Giving Compass' Take:

• Olivia Kestin,  Joe McCarthy, and Erica Sanchez report that five photographers are recording the world's environmental crisis in unique ways. 

• How can funders support impactful art like this? What are the benefits and limits of this form of activism? 

• Learn how donors can address environmental issues


Plastic junk filling the oceans. Once vibrant forests reduced to flatland. A city on the brink of drying out.

These are some of the narratives brought to astonishing life by the Union of Concerned Photographers in a collaborative project with WeTransfer.

Five different photographers with different passions and specialities were tasked with illuminating different environmental problems.

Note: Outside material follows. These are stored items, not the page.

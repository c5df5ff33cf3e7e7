//! Status bar: backend health, query settings, last metrics and notices.

use ratatui::{prelude::*, widgets::Paragraph};

use crate::tui::app::{App, InputMode, NoticeKind};

/// Render the status bar.
pub fn render(app: &App, frame: &mut Frame, area: Rect) {
    let dim = Style::default().fg(Color::DarkGray);

    let (dot_color, health) = match &app.health {
        Some(h) if h.is_healthy() => (Color::Green, h.status.as_str()),
        Some(h) => (Color::Red, h.status.as_str()),
        None => (Color::DarkGray, "checking"),
    };

    let mut spans = vec![
        Span::styled("● ", Style::default().fg(dot_color)),
        Span::styled(health, dim),
        Span::styled(format!("  |  mode: {}", app.mode), dim),
        Span::styled(
            format!("  |  stream: {}", if app.stream { "on" } else { "off" }),
            dim,
        ),
    ];

    if let Some(metrics) = app.last_metrics {
        let secs = |d: Option<std::time::Duration>| {
            d.map_or_else(|| "-".to_string(), |d| format!("{:.2}s", d.as_secs_f64()))
        };
        spans.push(Span::styled(
            format!(
                "  |  context {} / total {}",
                secs(metrics.context_build),
                secs(metrics.total)
            ),
            dim,
        ));
    }

    spans.push(Span::styled("  |  ", dim));
    match app.current_notice() {
        Some(notice) => {
            let color = match notice.kind {
                NoticeKind::Info => Color::Cyan,
                NoticeKind::Error => Color::Red,
            };
            spans.push(Span::styled(notice.text.as_str(), Style::default().fg(color)));
        }
        None => {
            let hint = match app.input_mode {
                InputMode::Normal => "[i] Ask  [Tab] Switch  [m] Mode  [s] Stream  [?] Help  [q] Quit",
                InputMode::Editing => "[Enter] Send  [Esc] Cancel",
            };
            spans.push(Span::styled(hint, dim));
        }
    }

    frame.render_widget(Paragraph::new(Line::from(spans)), area);
}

The question asked of them was stark — people know that the world is in crisis, but what does it look like?

Joel Redman showed how Cape Town, South Africa, has been gripped by a water emergency for the past several years.

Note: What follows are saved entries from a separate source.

//! Configuration management for ragdeck.
//!
//! Configuration is loaded from multiple sources with the following priority:
//! 1. Environment variables (highest priority)
//! 2. Project-local `ragdeck.toml` file
//! 3. User config `~/.config/ragdeck/config.toml`
//! 4. Built-in defaults (lowest priority)

use serde::{Deserialize, Serialize};
use std::path::Path;
use std::time::Duration;
use thiserror::Error;

mod defaults;

pub use defaults::*;

use crate::api::{QueryMode, StreamFraming};
use crate::graph::{AdapterOptions, Theme};

/// Configuration errors.
#[derive(Debug, Error)]
pub enum ConfigError {
    #[error("Failed to read config file: {0}")]
    ReadError(#[from] std::io::Error),

    #[error("Failed to parse config file: {0}")]
    ParseError(#[from] toml::de::Error),

    #[error("Failed to serialize config: {0}")]
    SerializeError(#[from] toml::ser::Error),

    #[error("Invalid configuration: {0}")]
    Invalid(String),
}

/// Main configuration structure.
#[derive(Debug, Clone, Default, Serialize, Deserialize)]
#[serde(default)]
pub struct Config {
    /// Backend connection settings.
    pub api: ApiConfig,

    /// Query defaults.
    pub query: QueryConfig,

    /// Graph rendering settings.
    pub graph: GraphConfig,

    /// Upload validation rules.
    pub upload: UploadConfig,

    /// Terminal UI settings.
    pub ui: UiConfig,
}

impl Config {
    /// Load configuration from default locations.
    ///
    /// Searches for config in order:
    /// 1. `./ragdeck.toml` (project local)
    /// 2. `~/.config/ragdeck/config.toml` (user config)
    /// 3. Falls back to defaults
    ///
    /// Environment overrides are applied in every case.
    pub fn load() -> Result<Self, ConfigError> {
        if Path::new(LOCAL_CONFIG_FILE).exists() {
            return Self::from_file(LOCAL_CONFIG_FILE);
        }

        if let Some(config_dir) = dirs::config_dir() {
            let user_config = config_dir.join(USER_CONFIG_DIR).join(USER_CONFIG_FILE);
            if user_config.exists() {
                return Self::from_file(&user_config);
            }
        }

        let mut config = Self::default();
        config.apply_env_overrides();
        config.validate()?;
        Ok(config)
    }

    /// Load configuration from a specific file.
    pub fn from_file(path: impl AsRef<Path>) -> Result<Self, ConfigError> {
        let content = std::fs::read_to_string(path.as_ref())?;
        let mut config: Config = toml::from_str(&content)?;

        config.apply_env_overrides();
        config.validate()?;

        tracing::debug!(path = %path.as_ref().display(), "loaded configuration");
        Ok(config)
    }

    /// Apply environment variable overrides.
    pub fn apply_env_overrides(&mut self) {
        if let Ok(url) = std::env::var(ENV_API_URL) {
            if !url.trim().is_empty() {
                self.api.base_url = url;
            }
        }
        if let Ok(secs) = std::env::var(ENV_TIMEOUT_SECS) {
            if let Ok(n) = secs.parse() {
                self.api.timeout_secs = n;
            }
        }
        if let Ok(framing) = std::env::var(ENV_STREAM_FRAMING) {
            if let Ok(f) = framing.parse() {
                self.api.stream_framing = f;
            }
        }
        if let Ok(mode) = std::env::var(ENV_QUERY_MODE) {
            if let Ok(m) = mode.parse() {
                self.query.mode = m;
            }
        }
    }

    /// Check values that would make the client unusable.
    pub fn validate(&self) -> Result<(), ConfigError> {
        if self.api.base_url.trim().is_empty() {
            return Err(ConfigError::Invalid("api.base_url must not be empty".into()));
        }
        if self.api.timeout_secs == 0 {
            return Err(ConfigError::Invalid("api.timeout_secs must be positive".into()));
        }
        if self.upload.allowed_extensions.is_empty() {
            return Err(ConfigError::Invalid(
                "upload.allowed_extensions must list at least one extension".into(),
            ));
        }
        Ok(())
    }

    /// Render this configuration as TOML.
    pub fn to_toml(&self) -> Result<String, ConfigError> {
        Ok(toml::to_string_pretty(self)?)
    }

    /// Create a default config file content as a string.
    pub fn default_config_string() -> String {
        let config = Config::default();
        toml::to_string_pretty(&config).unwrap_or_default()
    }
}

/// Backend connection configuration.
#[derive(Debug, Clone, Serialize, Deserialize)]
#[serde(default)]
pub struct ApiConfig {
    /// Base URL of the RAG service.
    pub base_url: String,

    /// Timeout for every request, in seconds.
    pub timeout_secs: u64,

    /// How streamed answers are cut into chunks.
    pub stream_framing: StreamFraming,
}

impl Default for ApiConfig {
    fn default() -> Self {
        Self {
            base_url: DEFAULT_API_URL.to_string(),
            timeout_secs: DEFAULT_TIMEOUT_SECS,
            stream_framing: StreamFraming::default(),
        }
    }
}

impl ApiConfig {
    /// Request timeout as a `Duration`.
    pub fn timeout(&self) -> Duration {
        Duration::from_secs(self.timeout_secs)
    }
}

/// Query defaults.
#[derive(Debug, Clone, Serialize, Deserialize)]
#[serde(default)]
pub struct QueryConfig {
    /// Retrieval mode sent with each query.
    pub mode: QueryMode,

    /// Whether answers are streamed.
    pub stream: bool,
}

impl Default for QueryConfig {
    fn default() -> Self {
        Self {
            mode: QueryMode::default(),
            stream: DEFAULT_STREAM,
        }
    }
}

/// Graph rendering configuration.
#[derive(Debug, Clone, Serialize, Deserialize)]
#[serde(default)]
pub struct GraphConfig {
    /// Show node and edge labels.
    pub show_labels: bool,

    /// Hide nodes without any retained edge.
    pub hide_isolated: bool,

    /// Color theme.
    pub theme: Theme,

    /// Fixed height of the browser graph panel, in pixels.
    pub panel_height: u32,

    /// Physics solver parameters.
    pub physics: PhysicsConfig,
}

impl Default for GraphConfig {
    fn default() -> Self {
        Self {
            show_labels: true,
            hide_isolated: false,
            theme: Theme::default(),
            panel_height: DEFAULT_PANEL_HEIGHT,
            physics: PhysicsConfig::default(),
        }
    }
}

impl GraphConfig {
    /// Adapter options derived from the display toggles.
    pub fn adapter_options(&self) -> AdapterOptions {
        AdapterOptions {
            show_labels: self.show_labels,
            hide_isolated: self.hide_isolated,
            theme: self.theme,
        }
    }
}

/// Force-directed layout parameters.
#[derive(Debug, Clone, PartialEq, Serialize, Deserialize)]
#[serde(default)]
pub struct PhysicsConfig {
    /// Run the simulation at all. When off, nodes keep their initial placement.
    pub enabled: bool,
    pub repulsion: f64,
    pub spring_length: f64,
    pub spring_strength: f64,
    pub damping: f64,
    pub time_step: f64,
    pub min_velocity: f64,
    pub max_iterations: u32,
}

impl Default for PhysicsConfig {
    fn default() -> Self {
        Self {
            enabled: true,
            repulsion: DEFAULT_REPULSION,
            spring_length: DEFAULT_SPRING_LENGTH,
            spring_strength: DEFAULT_SPRING_STRENGTH,
            damping: DEFAULT_DAMPING,
            time_step: DEFAULT_TIME_STEP,
            min_velocity: DEFAULT_MIN_VELOCITY,
            max_iterations: DEFAULT_MAX_ITERATIONS,
        }
    }
}

/// Upload validation rules.
#[derive(Debug, Clone, Serialize, Deserialize)]
#[serde(default)]
pub struct UploadConfig {
    /// Accepted extensions (without leading dot, compared case-insensitively).
    pub allowed_extensions: Vec<String>,

    /// Maximum files per upload.
    pub max_files: usize,
}

impl Default for UploadConfig {
    fn default() -> Self {
        Self {
            allowed_extensions: DEFAULT_UPLOAD_EXTENSIONS
                .iter()
                .map(|s| s.to_string())
                .collect(),
            max_files: DEFAULT_MAX_UPLOAD_FILES,
        }
    }
}

/// Terminal UI configuration.
#[derive(Debug, Clone, Serialize, Deserialize)]
#[serde(default)]
pub struct UiConfig {
    pub tick_rate_ms: u64,
    pub notice_secs: u64,
    pub health_interval_secs: u64,
}

impl Default for UiConfig {
    fn default() -> Self {
        Self {
            tick_rate_ms: DEFAULT_TICK_RATE_MS,
            notice_secs: DEFAULT_NOTICE_SECS,
            health_interval_secs: DEFAULT_HEALTH_INTERVAL_SECS,
        }
    }
}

Earlier this year, the city imposed a daily limit of 50 liters of water per person per day and threatened to cut off household water lines. HIs photos show people lining up for water with big, plastic jugs, dessicated landscapes, and depleted reservoirs.

Ami Vitale took a more optimistic approach to an urgent problem. The world is currently in the sixth mass extinction event of all time and animals everywhere are facing unprecedented threats.

Vitale depicted some of the efforts being taken to protect different species and the simple beauty and tenderness of animals to show what would be lost in their absence.

Luca Locatelli, meanwhile, showed the ways in which humans are using technology to reverse ecological decline.